Lawn & Garden Pesticides Poison Suburban Streams

Healthier Homes and Gardens
April 2007

Lawn & Garden Pesticides Poison Suburban Streams

Yard and garden insecticides have shown up in suburban streams at levels that can wipe out tiny shrimp-like creatures that live on stream bottoms. The culprits are newly popular pesticide products that contain pyrethroids -- chemicals with "thrin" names like cypermethrin and bifenthrin.

This is an old story with a new twist.

Many pesticides are tested to see if they are toxic to water-dwelling insects and crustaceans that are an integral part of stream and river ecosystems. For example, small aquatic organisms are part of the food chain -- necessary for maintaining healthy populations of many fish.
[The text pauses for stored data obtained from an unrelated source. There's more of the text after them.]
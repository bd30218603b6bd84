//! # Response Sink
//!
//! Append-only in-memory log of model responses plus observer fan-out.
//! Observers are isolated from each other and from the receive loop: an
//! observer that errors or panics is logged and the next one still runs.

use std::fmt;
use std::panic::{AssertUnwindSafe, catch_unwind};
use std::sync::{Arc, Mutex, RwLock};

use chrono::{DateTime, Local};
use tracing::{error, warn};

use crate::session::SessionState;

/// One piece of streamed model text.
#[derive(Debug, Clone, PartialEq)]
pub struct ResponseFragment {
    pub text: String,
    pub received_at: DateTime<Local>,
}

impl ResponseFragment {
    /// Fragment stamped with the current local time.
    pub fn now(text: impl Into<String>) -> Self {
        Self {
            text: text.into(),
            received_at: Local::now(),
        }
    }
}

impl fmt::Display for ResponseFragment {
    fn fmt(&self, f: &mut fmt::Formatter<'_>) -> fmt::Result {
        write!(f, "[{}] {}", self.received_at.format("%H:%M:%S"), self.text)
    }
}

/// Receives fragments and session status changes.
pub trait ResponseObserver: Send + Sync {
    fn on_fragment(&self, fragment: &ResponseFragment) -> anyhow::Result<()>;

    fn on_status(&self, _state: &SessionState) -> anyhow::Result<()> {
        Ok(())
    }
}

#[derive(Default)]
pub struct ResponseSink {
    log: Mutex<Vec<ResponseFragment>>,
    observers: RwLock<Vec<Arc<dyn ResponseObserver>>>,
}

impl ResponseSink {
    pub fn new() -> Self {
        Self::default()
    }

    pub fn add_observer(&self, observer: Arc<dyn ResponseObserver>) {
        self.observers
            .write()
            .unwrap_or_else(|p| p.into_inner())
            .push(observer);
    }

    /// Store `fragment` and forward it to every observer, in registration
    /// order. Never fails.
    pub fn append(&self, fragment: ResponseFragment) {
        self.log
            .lock()
            .unwrap_or_else(|p| p.into_inner())
            .push(fragment.clone());

        for observer in self.snapshot_observers() {
            match catch_unwind(AssertUnwindSafe(|| observer.on_fragment(&fragment))) {
                Ok(Ok(())) => {}
                Ok(Err(e)) => warn!("response observer failed: {:#}", e),
                Err(_) => error!("response observer panicked; fragment skipped for it"),
            }
        }
    }

    /// Push a status change to every observer.
    pub fn notify_status(&self, state: &SessionState) {
        for observer in self.snapshot_observers() {
            match catch_unwind(AssertUnwindSafe(|| observer.on_status(state))) {
                Ok(Ok(())) => {}
                Ok(Err(e)) => warn!("status observer failed: {:#}", e),
                Err(_) => error!("status observer panicked"),
            }
        }
    }

    /// Copy of the log in arrival order.
    pub fn fragments(&self) -> Vec<ResponseFragment> {
        self.log.lock().unwrap_or_else(|p| p.into_inner()).clone()
    }

    pub fn len(&self) -> usize {
        self.log.lock().unwrap_or_else(|p| p.into_inner()).len()
    }

    pub fn is_empty(&self) -> bool {
        self.len() == 0
    }

    fn snapshot_observers(&self) -> Vec<Arc<dyn ResponseObserver>> {
        self.observers
            .read()
            .unwrap_or_else(|p| p.into_inner())
            .clone()
    }
}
Just a few years ago, diazinon and chlorpyrifos were popular home and garden insecticides. Urban waterways were contaminated by these two chemicals at levels that regularly exceeded benchmarks for toxic effects on water-dwelling creatures. Tests of streams across the United States showed that, each year, 83% of urban streams reached harmful levels of insecticides compared to 53% of agricultural streams.

After residential uses of diazinon and chlorpyrifos were phased out because of health risks, other pesticides took their place. A California water quality agency wanted to know what chemicals were being used so that they could assess water quality for aquatic wildlife. They gathered data from pesticide use reported by landscape and pest control companies, as well as information about store sales of pesticide products. Pyrethroid-containing products were among the new front-runners for lawns, gardens, and houses.

While diazinon and chlorpyrifos are found in the water itself, the pyrethroids are found in sediment because they easily bind to soil. When researchers tested sediment from creeks in a suburban neighborhood, they found pyrethroids in every single sample!

Although pyrethroids have been around for 20 years, there were no studies about their effect on small water creatures that live in the bottom of streambeds. In their laboratories, researchers exposed the shrimp-like Hyalella azteca to samples of sediment. Almost half of the sediment samples were so toxic that all of the Hyalella died.

Three pyrethroids — bifenthrin, cypermethrin, and cyfluthrin — were especially toxic to Hyalella azteca, which is one "indicator" species for healthy streams. Bifenthrin was detected in one of the suburban streams at levels that were 15 times higher than earlier tests of agricultural streams.

Researchers were able to confirm their findings by looking for wild Hyalella azteca in the same streams. Some small tributaries had stretches that were completely devoid of Hyalella. These sections had the most pesticide-contaminated sediment.

Substituting one pesticide to another can just be a toxic trade-off. Researcher Don Weston said, "Pesticides are often cheap, but most people don't recognize the environmental costs of using them."

Individual choices can make a difference. Weston says that "the answer lies in changing practices and changing the mentality of pesticide application in the urban environment."